Bulk load crashes on encountering an error (unexpected EOF) in an input file. Instead much better behavior would be to log this as an error, and continue with other input files (there were about 4000 input .rdf.gz
files in this case). The files which encountered an error could have been live-loaded later.
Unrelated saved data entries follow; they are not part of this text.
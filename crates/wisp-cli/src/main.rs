use std::path::{Path, PathBuf};
use std::process::ExitCode;

use anyhow::{Context, Result};
use clap::{Parser, Subcommand};
use tokio::sync::mpsc;
use tracing_subscriber::{EnvFilter, fmt};
use wisp_build::{SourceBundle, build_worker, require_functions};
use wisp_runtime::{InvocationEvent, LifecycleManager, WispConfig};

#[derive(Parser)]
#[command(name = "wisp", about = "Build and invoke wisp function workers from exported source")]
struct Cli {
    #[command(subcommand)]
    command: Command,
}

#[derive(Subcommand)]
enum Command {
    /// Print the exported function manifest of a source file
    Manifest {
        /// Worker source file
        file: PathBuf,
    },
    /// Generate the worker script and manifest
    Build {
        /// Worker source file
        file: PathBuf,
        /// Directory to write the script and manifest into; the script is
        /// printed to stdout when omitted
        #[arg(long)]
        out: Option<PathBuf>,
        /// Path to wisp.toml (defaults to ./wisp.toml)
        #[arg(long)]
        config: Option<PathBuf>,
    },
    /// Run one exported function, printing events as JSON lines
    Invoke {
        /// Worker source file
        file: PathBuf,
        /// Exported function to call
        function: String,
        /// JSON payload passed to the function
        #[arg(default_value = "{}")]
        payload: String,
        /// Path to wisp.toml (defaults to ./wisp.toml)
        #[arg(long)]
        config: Option<PathBuf>,
    },
}

#[tokio::main]
async fn main() -> Result<ExitCode> {
    // Logs go to stderr so stdout carries only command output
    fmt()
        .with_env_filter(EnvFilter::from_env("WISP_LOG"))
        .with_writer(std::io::stderr)
        .init();

    let cli = Cli::parse();
    match cli.command {
        Command::Manifest { file } => manifest(&file),
        Command::Build { file, out, config } => build(&file, out.as_deref(), config.as_deref()),
        Command::Invoke {
            file,
            function,
            payload,
            config,
        } => invoke(&file, &function, &payload, config.as_deref()).await,
    }
}

fn read_bundle(file: &Path) -> Result<SourceBundle> {
    SourceBundle::from_file(file).with_context(|| format!("Failed to read {}", file.display()))
}

fn manifest(file: &Path) -> Result<ExitCode> {
    let bundle = read_bundle(file)?;
    let manifest = require_functions(bundle.text())?;
    println!("{}", manifest.to_json()?);
    Ok(ExitCode::SUCCESS)
}

fn build(file: &Path, out: Option<&Path>, config: Option<&Path>) -> Result<ExitCode> {
    let bundle = read_bundle(file)?;
    let artifact = build_worker(&bundle)?;

    let Some(out) = out else {
        print!("{}", artifact.script.source());
        return Ok(ExitCode::SUCCESS);
    };

    let layout = WispConfig::load(config)?.layout();
    std::fs::create_dir_all(out).with_context(|| format!("Failed to create {}", out.display()))?;
    let script_path = out.join(&layout.script_name);
    let manifest_path = out.join(&layout.manifest_name);
    std::fs::write(&script_path, artifact.script.source())?;
    std::fs::write(&manifest_path, artifact.manifest_json()?)?;

    tracing::info!(
        script = %script_path.display(),
        manifest = %manifest_path.display(),
        source_digest = artifact.source_digest,
        "Worker script written"
    );
    eprintln!(
        "Wrote {} ({} functions)",
        script_path.display(),
        artifact.manifest().len()
    );
    Ok(ExitCode::SUCCESS)
}

async fn invoke(
    file: &Path,
    function: &str,
    payload: &str,
    config: Option<&Path>,
) -> Result<ExitCode> {
    let payload: serde_json::Value =
        serde_json::from_str(payload).context("Payload is not valid JSON")?;
    let bundle = read_bundle(file)?;
    let config = WispConfig::load(config)?;

    let manager = LifecycleManager::new(
        config.build_provider(),
        config.layout(),
        config.runtime.mode,
    );
    let meta = manager.deploy(&worker_name(file), bundle).await?;

    let (tx, mut rx) = mpsc::channel::<InvocationEvent>(64);
    let printer = tokio::spawn(async move {
        let mut success = false;
        while let Some(event) = rx.recv().await {
            if let InvocationEvent::Result { success: ok, .. } = &event {
                success = *ok;
            }
            match serde_json::to_string(&event) {
                Ok(line) => println!("{line}"),
                Err(e) => tracing::warn!("Failed to serialize event: {e}"),
            }
        }
        success
    });

    // The outcome is carried by the terminal event.
    let _ = manager.invoke(&meta.worker_id, function, &payload, &tx).await;
    drop(tx);
    let success = printer.await?;
    manager.shutdown().await;

    Ok(if success {
        ExitCode::SUCCESS
    } else {
        ExitCode::FAILURE
    })
}

/// Worker name derived from the file stem, restricted to `[A-Za-z0-9_-]`.
fn worker_name(file: &Path) -> String {
    let stem = file
        .file_stem()
        .map(|s| s.to_string_lossy().into_owned())
        .unwrap_or_default();
    let name: String = stem
        .chars()
        .map(|c| if c.is_ascii_alphanumeric() || c == '-' || c == '_' { c } else { '_' })
        .take(64)
        .collect();
    if name.is_empty() { "worker".into() } else { name }
}

#[cfg(test)]
mod tests {
    use super::*;

    #[test]
    fn worker_names_are_sanitized() {
        assert_eq!(worker_name(Path::new("src/math.ts")), "math");
        assert_eq!(worker_name(Path::new("my worker.v2.ts")), "my_worker_v2");
        assert_eq!(worker_name(Path::new("/")), "worker");
    }

    #[test]
    fn cli_definition_is_valid() {
        use clap::CommandFactory;
        Cli::command().debug_assert();
    }
}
Instead, bulk load stops (in this case after running for 12+ hours) without usable output.
Hoping the current behavior of bulk load on input file errors can be changed from ‘abort bulk load’ to ‘note error, continue with other inputs’. This behavior could even be configurable with an input flag to the bulk loader if needed.
Also, note in the snippet below, the name of the errant input file is not printed. That should definitely be printed along with the error, since it would save time in identifying which of the (4000+ in the case) input files is corrupted.
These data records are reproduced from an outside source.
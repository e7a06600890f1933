/// Geometry primitives for silhouette edge classification
use nalgebra::{Point3, Vector3};

use crate::transform::normalize_or_zero;

/// A 3D vertex with world-space position and normal
#[derive(Debug, Clone, Copy)]
pub struct Vertex {
    pub position: Point3<f32>,
    pub normal: Vector3<f32>,
}

impl Vertex {
    pub fn new(x: f32, y: f32, z: f32, nx: f32, ny: f32, nz: f32) -> Self {
        Self {
            position: Point3::new(x, y, z),
            normal: Vector3::new(nx, ny, nz),
        }
    }

    /// True when every position and normal component is finite
    pub fn is_finite(&self) -> bool {
        self.position.coords.iter().all(|c| c.is_finite())
            && self.normal.iter().all(|c| c.is_finite())
    }
}

/// Index of the vertex that closes edge `i`: edge `i` runs from local
/// vertex `i` to local vertex `next_vertex(i)`.
pub fn next_vertex(i: usize) -> usize {
    (i + 1) % 3
}

/// Index of the vertex opposite edge `i`
pub fn opposite_vertex(i: usize) -> usize {
    (i + 2) % 3
}

/// A triangle face defined by three ordered vertices
///
/// Vertex order is significant: edge `i` connects vertices `i` and
/// `(i+1) % 3`, with vertex `(i+2) % 3` opposite the edge.
#[derive(Debug, Clone, Copy)]
pub struct Triangle {
    pub vertices: [Vertex; 3],
}

impl Triangle {
    pub fn new(v0: Vertex, v1: Vertex, v2: Vertex) -> Self {
        Self {
            vertices: [v0, v1, v2],
        }
    }

    /// Calculate the face normal from the triangle's winding
    ///
    /// Returns the zero vector for degenerate (zero-area) triangles.
    pub fn face_normal(&self) -> Vector3<f32> {
        let v0 = self.vertices[0].position;
        let v1 = self.vertices[1].position;
        let v2 = self.vertices[2].position;

        let edge1 = v1 - v0;
        let edge2 = v2 - v0;

        normalize_or_zero(edge1.cross(&edge2))
    }

    pub fn is_finite(&self) -> bool {
        self.vertices.iter().all(Vertex::is_finite)
    }
}

/// A mesh composed of triangles, fed one triangle at a time to the classifier
#[derive(Debug, Clone)]
pub struct Mesh {
    pub triangles: Vec<Triangle>,
}

impl Mesh {
    pub fn new() -> Self {
        Self {
            triangles: Vec::new(),
        }
    }

    pub fn with_capacity(capacity: usize) -> Self {
        Self {
            triangles: Vec::with_capacity(capacity),
        }
    }

    pub fn add_triangle(&mut self, triangle: Triangle) {
        self.triangles.push(triangle);
    }

    /// Replace per-vertex normals with the average of the face normals of
    /// every triangle sharing that position.
    ///
    /// STL files carry one facet normal per triangle, which makes all three
    /// vertex normals identical and every edge trivially non-silhouette.
    /// Averaging over shared positions restores the varying per-vertex
    /// normals the classifier's blending heuristic expects. Positions are
    /// matched bitwise, which is how STL encodes shared vertices.
    pub fn smooth_normals(&mut self) {
        use std::collections::HashMap;

        let mut accumulated: HashMap<[u32; 3], Vector3<f32>> = HashMap::new();

        for triangle in &self.triangles {
            let face = triangle.face_normal();
            for vertex in &triangle.vertices {
                let key = position_key(&vertex.position);
                *accumulated.entry(key).or_insert_with(Vector3::zeros) += face;
            }
        }

        for triangle in &mut self.triangles {
            for vertex in &mut triangle.vertices {
                let key = position_key(&vertex.position);
                if let Some(sum) = accumulated.get(&key) {
                    vertex.normal = normalize_or_zero(*sum);
                }
            }
        }
    }

    /// Create a simple cube mesh for testing and demos
    pub fn cube(size: f32) -> Self {
        let half = size / 2.0;
        let mut mesh = Self::with_capacity(12);

        // Each face is a quad split into two triangles sharing one normal
        let faces: [([f32; 3], [[f32; 3]; 4]); 6] = [
            // Front
            (
                [0.0, 0.0, 1.0],
                [
                    [-half, -half, half],
                    [half, -half, half],
                    [half, half, half],
                    [-half, half, half],
                ],
            ),
            // Back
            (
                [0.0, 0.0, -1.0],
                [
                    [half, -half, -half],
                    [-half, -half, -half],
                    [-half, half, -half],
                    [half, half, -half],
                ],
            ),
            // Top
            (
                [0.0, 1.0, 0.0],
                [
                    [-half, half, half],
                    [half, half, half],
                    [half, half, -half],
                    [-half, half, -half],
                ],
            ),
            // Bottom
            (
                [0.0, -1.0, 0.0],
                [
                    [-half, -half, -half],
                    [half, -half, -half],
                    [half, -half, half],
                    [-half, -half, half],
                ],
            ),
            // Right
            (
                [1.0, 0.0, 0.0],
                [
                    [half, -half, half],
                    [half, -half, -half],
                    [half, half, -half],
                    [half, half, half],
                ],
            ),
            // Left
            (
                [-1.0, 0.0, 0.0],
                [
                    [-half, -half, -half],
                    [-half, -half, half],
                    [-half, half, half],
                    [-half, half, -half],
                ],
            ),
        ];

        for (n, quad) in &faces {
            let vertex = |p: &[f32; 3]| Vertex::new(p[0], p[1], p[2], n[0], n[1], n[2]);
            mesh.add_triangle(Triangle::new(
                vertex(&quad[0]),
                vertex(&quad[1]),
                vertex(&quad[2]),
            ));
            mesh.add_triangle(Triangle::new(
                vertex(&quad[0]),
                vertex(&quad[2]),
                vertex(&quad[3]),
            ));
        }

        mesh
    }
}

impl Default for Mesh {
    fn default() -> Self {
        Self::new()
    }
}

fn position_key(p: &Point3<f32>) -> [u32; 3] {
    [p.x.to_bits(), p.y.to_bits(), p.z.to_bits()]
}

#[cfg(test)]
mod tests {
    use super::*;

    #[test]
    fn test_edge_indexing() {
        assert_eq!(next_vertex(0), 1);
        assert_eq!(next_vertex(1), 2);
        assert_eq!(next_vertex(2), 0);
        assert_eq!(opposite_vertex(0), 2);
        assert_eq!(opposite_vertex(1), 0);
        assert_eq!(opposite_vertex(2), 1);
    }

    #[test]
    fn test_face_normal() {
        let triangle = Triangle::new(
            Vertex::new(0.0, 0.0, 0.0, 0.0, 0.0, 1.0),
            Vertex::new(1.0, 0.0, 0.0, 0.0, 0.0, 1.0),
            Vertex::new(0.0, 1.0, 0.0, 0.0, 0.0, 1.0),
        );
        let normal = triangle.face_normal();
        assert!((normal - Vector3::new(0.0, 0.0, 1.0)).norm() < 1e-6);
    }

    #[test]
    fn test_degenerate_face_normal_is_zero() {
        let v = Vertex::new(1.0, 2.0, 3.0, 0.0, 0.0, 1.0);
        let triangle = Triangle::new(v, v, v);
        assert_eq!(triangle.face_normal(), Vector3::zeros());
    }

    #[test]
    fn test_cube_triangle_count() {
        let mesh = Mesh::cube(2.0);
        assert_eq!(mesh.triangles.len(), 12);
    }

    #[test]
    fn test_smooth_normals_are_unit_length() {
        let mut mesh = Mesh::cube(2.0);
        mesh.smooth_normals();
        for triangle in &mesh.triangles {
            for vertex in &triangle.vertices {
                assert!((vertex.normal.norm() - 1.0).abs() < 1e-5);
            }
        }
    }

    #[test]
    fn test_smooth_normals_lean_into_cube_corners() {
        let mut mesh = Mesh::cube(2.0);
        mesh.smooth_normals();
        // Every cube corner is shared by three faces, so its averaged
        // normal leans toward the corner diagonal instead of any single
        // face normal.
        for triangle in &mesh.triangles {
            for vertex in &triangle.vertices {
                let diagonal = normalize_or_zero(vertex.position.coords);
                assert!(vertex.normal.dot(&diagonal) > 0.9);
            }
        }
    }

    #[test]
    fn test_vertex_finite_check() {
        assert!(Vertex::new(0.0, 1.0, 2.0, 0.0, 0.0, 1.0).is_finite());
        assert!(!Vertex::new(f32::NAN, 1.0, 2.0, 0.0, 0.0, 1.0).is_finite());
        assert!(!Vertex::new(0.0, 1.0, 2.0, f32::INFINITY, 0.0, 1.0).is_finite());
    }
}
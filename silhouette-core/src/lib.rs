/// Silhouette Core Library - Stateless edge classification
///
/// This library provides the geometric kernel for classifying triangle
/// edges as silhouette and/or back-facing relative to a camera: view-space
/// transforms, the per-edge classifier, a camera helper for building view
/// matrices, and STL ingestion for feeding triangle streams to the kernel.

pub mod camera;
pub mod geometry;
pub mod silhouette;
pub mod stl;
pub mod transform;

// Re-export commonly used types
pub use camera::Camera;
pub use geometry::{Mesh, Triangle, Vertex};
pub use silhouette::{classify_edge, classify_triangle, EdgeClassification};
pub use transform::{normalize_or_zero, view_matrix_from_rows};
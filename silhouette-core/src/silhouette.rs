/// Per-edge silhouette and back-face classification
///
/// Classifies one edge of a triangle relative to a camera sitting at the
/// view-space origin. All three positions and normals are transformed into
/// view space, two blended normals are built from the triangle's vertex
/// normals, and both are tested against the view vector of the edge's
/// first vertex:
///
/// - an edge-biased normal `n0 + n1 - n2`, which subtracts the influence
///   of the vertex opposite the edge, and
/// - a face-averaged normal `n0 + n1 + n2`.
///
/// The edge is back-facing when the edge-biased normal points away from
/// the camera, and a silhouette when the two blended normals fall on
/// strictly opposite sides of the view vector. The blending formulas are
/// a fixed heuristic and are reproduced as-is.
use nalgebra::{Matrix4, Vector3};

use crate::geometry::{next_vertex, opposite_vertex, Triangle};
use crate::transform::{normalize_or_zero, view_normal, view_position};

/// Classification result for one edge of one triangle
#[derive(Debug, Clone, Copy, PartialEq, Eq)]
pub struct EdgeClassification {
    pub is_silhouette: bool,
    pub is_back_face: bool,
}

/// Classify edge `edge % 3` of `triangle` under the world-to-view
/// transform `view`.
///
/// Edge `i` connects local vertices `i` and `(i+1) % 3`; the view vector
/// runs from vertex `i` toward the camera at the view-space origin. This
/// is a pure function: it never fails, and degenerate input degrades to
/// zero vectors whose dot products classify as neither silhouette nor
/// back-facing.
pub fn classify_edge(
    edge: usize,
    triangle: &Triangle,
    view: &Matrix4<f32>,
) -> EdgeClassification {
    let normals_vs: [Vector3<f32>; 3] = [
        view_normal(view, &triangle.vertices[0].normal),
        view_normal(view, &triangle.vertices[1].normal),
        view_normal(view, &triangle.vertices[2].normal),
    ];
    let positions_vs: [Vector3<f32>; 3] = [
        view_position(view, &triangle.vertices[0].position),
        view_position(view, &triangle.vertices[1].position),
        view_position(view, &triangle.vertices[2].position),
    ];

    let i = edge % 3;
    let view_vec = normalize_or_zero(-positions_vs[i]);

    let n0 = normals_vs[i];
    let n1 = normals_vs[next_vertex(i)];
    let n2 = normals_vs[opposite_vertex(i)];

    let edge_normal = normalize_or_zero(n0 + n1 - n2);
    let face_normal = normalize_or_zero(n0 + n1 + n2);

    let edge_dot = edge_normal.dot(&view_vec);
    let face_dot = face_normal.dot(&view_vec);

    EdgeClassification {
        is_silhouette: face_dot * edge_dot < 0.0,
        is_back_face: edge_dot > 0.0,
    }
}

/// Classify all three edges of a triangle
pub fn classify_triangle(triangle: &Triangle, view: &Matrix4<f32>) -> [EdgeClassification; 3] {
    [
        classify_edge(0, triangle, view),
        classify_edge(1, triangle, view),
        classify_edge(2, triangle, view),
    ]
}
MAP 12h00m11s nquad_count:4.700G err_count:0.000 nquad_speed:108.8k/sec edge_count:38.13G edge_speed:882.4k/sec
2019/05/04 05:10:18 unexpected EOF
github.com/dgraph-io/dgraph/x.Wrap
/ext-go/1/src/github.com/dgraph-io/dgraph/x/error.go:91
github.com/dgraph-io/dgraph/x.Check
/ext-go/1/src/github.com/dgraph-io/dgraph/x/error.go:41
github.com/dgraph-io/dgraph/dgraph/cmd/bulk.(*loader).mapStage.func2
/ext-go/1/src/github.com/dgraph-io/dgraph/dgraph/cmd/bulk/loader.go:242
runtime.goexit
/usr/local/go/src/runtime/asm_amd64.s:1333
- What version of Dgraph are you using?
$ dgraph version
Dgraph version : v1.0.14
Commit SHA-1 : 26cb2f94
Commit timestamp : 2019-04-12 13:21:56 -0700
Branch : HEAD
Go version : go1.11.5
-
Have you tried reproducing the issue with latest release?
- Yes. Using the latest release
v1.0.14
- Yes. Using the latest release
-
What is the hardware spec (RAM, OS)?
- AWS EC2 m5.metal instance
- CPU: Intel® Xeon® Platinum 8175M, 2 sockets, 24 cores per socket, 2 threads per core. So 96 threads, 48 cores.
- RAM: 384GB RAM
- OS: Ubuntu 18.04.2 LTS
-
Steps to reproduce the issue (command/config used to run Dgraph).
- Start bulk loader with multiple input
.rdf.gz
files in a directory, one of the inputs file is a corrupted (truncated)gzip
.
- Start bulk loader with multiple input
-
Expected behaviour and actual result.
- Expected: bulk loader completes with all the valid input files, logs an error message for the corrupted input file (identifying the specific file). At the very least, it should be possible to resume the bulk load (after the corrupted input file has been fixed) from the point where it aborted.
- Actual: bulk loader aborts the load in the map phase itself, thus wasting the time and output data created until the corrupted input file was encountered.